東へ
「お姉様、次はお姉様もお泊まりしてね。エレンやスージィやメルル、アンドリューお兄様もみんなで一緒に。だから、無事に帰ってきてね」
私はキャスリンをギュッと抱きしめた。
「もちろんですよ、キャスリン様。約束しますわ」
小さな手と指切りを交わすと涙をこらえながらも笑顔を見せてくれた。
それから私は持ってきたローブを着て仮面を付けた。
「どう? 私だとわからない?」
「お姉様、全然わからないわ! 謎の魔法使いみたい! 声もおばあさんみたいに変わってる!」
「ローブに魔法をかけておいたの。これを着ている間はこの声になるように」
「私の声も変えてくれ」
言われて振り向いた私はアンドリューを見てびっくりした。
「あら! アンドリュー、そんなのどこで見つけてきたの?」
アンドリューは金属製の兜をすっぽりと被っていた。目と鼻を覆う面甲は尖っていて、呼吸がしやすいように口だけが見えている。頭上には角やトゲの飾りが付いていた。
「……廊下に飾ってある古代の甲冑から取ってきた」
もう少しシンプルな兜は無かったのかと思ったけれど、本人は満足そうなので黙っておく。
「重くない?」
「大丈夫だ」
アンドリューは騎士の服装に着替え、マントを付けていた。見た目では王子とわからないが、バレないように声も変えたほうがいいだろう。彼の声は高めだから、低い声になる魔法をかけておいた。
「じゃあヒューイ、よろしくお願いします」
無口なヒューイはコクリと頷くと、開いた窓から風を呼び込んだ。私は姿を隠すための呪文を唱える。
「隠れよ」
アンドリューと私の姿が消えた。
「わあ、二人が見えなくなった……!」
エレンがそっとキャスリンの肩を抱いて寄り添う。双子もキャスリンの側から離れない。
ヒューイは私の肩に止まり、風を操ることができる強力な魔法をかけてくれた。私とアンドリューの足が床から浮き上がる。
「おいアイリス。どういう体勢で飛んで行くんだ?」
低く渋めの声でアンドリューが話し掛けてくる。耳元で響くその声に、私の記憶が呼び覚まされる。
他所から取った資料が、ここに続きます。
//! Aspect-preserving resize with optional square padding.

// Pixel math on small positive values
#![allow(clippy::cast_possible_truncation)]
#![allow(clippy::cast_precision_loss)]
#![allow(clippy::cast_sign_loss)]

use image::imageops::{self, FilterType};
use image::{DynamicImage, GenericImageView, Rgb, RgbImage};

/// Options for [`resize_image`].
#[derive(Debug, Clone, Copy, PartialEq, Eq)]
pub struct ResizeOptions {
    /// Target length of the longer side.
    pub max_side: u32,
    /// Length the shorter side is scaled to before fitting `max_side`.
    pub min_side: u32,
    /// Exact output size; bypasses the aspect logic when set.
    pub size: Option<(u32, u32)>,
    /// Paste the result centered on a white `max_side` square.
    pub pad_to_max_side: bool,
    /// Output sides are rounded down to a multiple of this.
    pub base: u32,
}

impl Default for ResizeOptions {
    fn default() -> Self {
        Self {
            max_side: 1280,
            min_side: 1024,
            size: None,
            pad_to_max_side: false,
            base: 64,
        }
    }
}

impl ResizeOptions {
    /// Default options with the given longer-side target.
    #[must_use]
    pub fn with_max_side(max_side: u32) -> Self {
        Self {
            max_side,
            ..Self::default()
        }
    }
}

/// Resizes `image` according to `options`.
///
/// Without an explicit `size`, the shorter side is first scaled to `min_side`
/// and then the longer side to `max_side`. Both sides are then floored to a
/// multiple of `base`, never below `base`. Rounding is half-to-even.
#[must_use]
pub fn resize_image(image: &DynamicImage, options: &ResizeOptions) -> DynamicImage {
    let (width, height) = match options.size {
        Some(size) => size,
        None => fitted_size(image.dimensions(), options),
    };

    let resized = image.resize_exact(width, height, FilterType::Triangle);

    if !options.pad_to_max_side {
        return resized;
    }

    let side = options.max_side;
    let mut canvas = RgbImage::from_pixel(side, side, Rgb([255, 255, 255]));
    let offset_x = i64::from(side.saturating_sub(width) / 2);
    let offset_y = i64::from(side.saturating_sub(height) / 2);
    imageops::overlay(&mut canvas, &resized.to_rgb8(), offset_x, offset_y);
    DynamicImage::ImageRgb8(canvas)
}

/// Computes the output size for the aspect-preserving path.
fn fitted_size((width, height): (u32, u32), options: &ResizeOptions) -> (u32, u32) {
    let (w, h) = (f64::from(width.max(1)), f64::from(height.max(1)));

    let ratio = f64::from(options.min_side) / w.min(h);
    let (w, h) = ((ratio * w).round_ties_even(), (ratio * h).round_ties_even());

    let ratio = f64::from(options.max_side) / w.max(h);
    let (w, h) = ((ratio * w).round_ties_even(), (ratio * h).round_ties_even());

    let base = options.base.max(1);
    (floor_to_base(w, base), floor_to_base(h, base))
}

fn floor_to_base(value: f64, base: u32) -> u32 {
    let value = value.max(0.0) as u32;
    ((value / base) * base).max(base)
}

#[cfg(test)]
mod tests {
    use super::*;

    #[test]
    fn test_landscape_fits_max_side() {
        let img = DynamicImage::new_rgb8(1600, 900);
        let out = resize_image(&img, &ResizeOptions::with_max_side(1024));
        // 1024 wide, 576 tall
        assert_eq!(out.dimensions(), (1024, 576));
    }

    #[test]
    fn test_dimensions_divisible_by_base() {
        for (w, h) in [(640, 480), (333, 777), (1000, 1001), (3000, 2000), (257, 64)] {
            let img = DynamicImage::new_rgb8(w, h);
            let out = resize_image(&img, &ResizeOptions::with_max_side(1024));
            let (ow, oh) = out.dimensions();
            assert_eq!(ow % 64, 0, "width {ow} for {w}x{h}");
            assert_eq!(oh % 64, 0, "height {oh} for {w}x{h}");
            assert!(ow.max(oh) <= 1024);
        }
    }

    #[test]
    fn test_aspect_ratio_preserved_within_rounding() {
        let img = DynamicImage::new_rgb8(800, 1200);
        let out = resize_image(&img, &ResizeOptions::with_max_side(1024));
        let (ow, oh) = out.dimensions();
        assert_eq!(oh, 1024);
        // 1024 * 800 / 1200 = 682.67 -> 640 after flooring to 64
        assert_eq!(ow, 640);
        let original = 800.0 / 1200.0;
        let resized = f64::from(ow) / f64::from(oh);
        assert!((original - resized).abs() < 64.0 / 1024.0);
    }

    #[test]
    fn test_explicit_size() {
        let img = DynamicImage::new_rgb8(100, 100);
        let options = ResizeOptions {
            size: Some((300, 200)),
            ..ResizeOptions::default()
        };
        assert_eq!(resize_image(&img, &options).dimensions(), (300, 200));
    }

    #[test]
    fn test_pad_to_square_is_white_bordered() {
        let img = DynamicImage::ImageRgb8(RgbImage::from_pixel(200, 100, Rgb([0, 0, 0])));
        let options = ResizeOptions {
            max_side: 512,
            min_side: 256,
            pad_to_max_side: true,
            ..ResizeOptions::default()
        };
        let out = resize_image(&img, &options).to_rgb8();
        assert_eq!(out.dimensions(), (512, 512));

        // Content is 512x256, centered vertically at rows 128..384.
        assert_eq!(out.get_pixel(0, 0), &Rgb([255, 255, 255]));
        assert_eq!(out.get_pixel(511, 127), &Rgb([255, 255, 255]));
        assert_eq!(out.get_pixel(256, 256), &Rgb([0, 0, 0]));
        assert_eq!(out.get_pixel(0, 384), &Rgb([255, 255, 255]));
    }

    #[test]
    fn test_degenerate_strip_keeps_one_base() {
        let img = DynamicImage::new_rgb8(4000, 2);
        let out = resize_image(&img, &ResizeOptions::with_max_side(1024));
        assert_eq!(out.dimensions(), (1024, 64));
    }
}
(しまった、リカルドの声と同じになっちゃってる……! そういえばあいつも低い声だったわ。顔も隠れてるし、まるでリカルドがそこにいるみたい)
動揺を隠して老婆の声で答える私。
「ん? このまま、立ったままよ」
アンドリューは大きくため息をつくと、私を抱き上げた。
「ちょ?! ちょっとアンドリュー、何するの!」
突然のお姫様抱っこに慌てる私。
「ドレスの中が下から見られたら困るだろう」
「魔法かけてるから見えないのよ。大丈夫だって」
「いいから。行くぞ」
ここで喧嘩している暇はない。仕方なく、首に腕を巻き付けて、抱かれたまま出発することにした。
「じゃあ、キャスリン様。行ってきます」
キャスリンは懸命に手を振っている。
「見えないけど、行ってらっしゃい! 無事に帰ってきてね!」
私は呪文を唱えた。
「飛べ」
私たちは風に乗って窓から外へ出た。そして東へ向かってひたすら飛び続けた。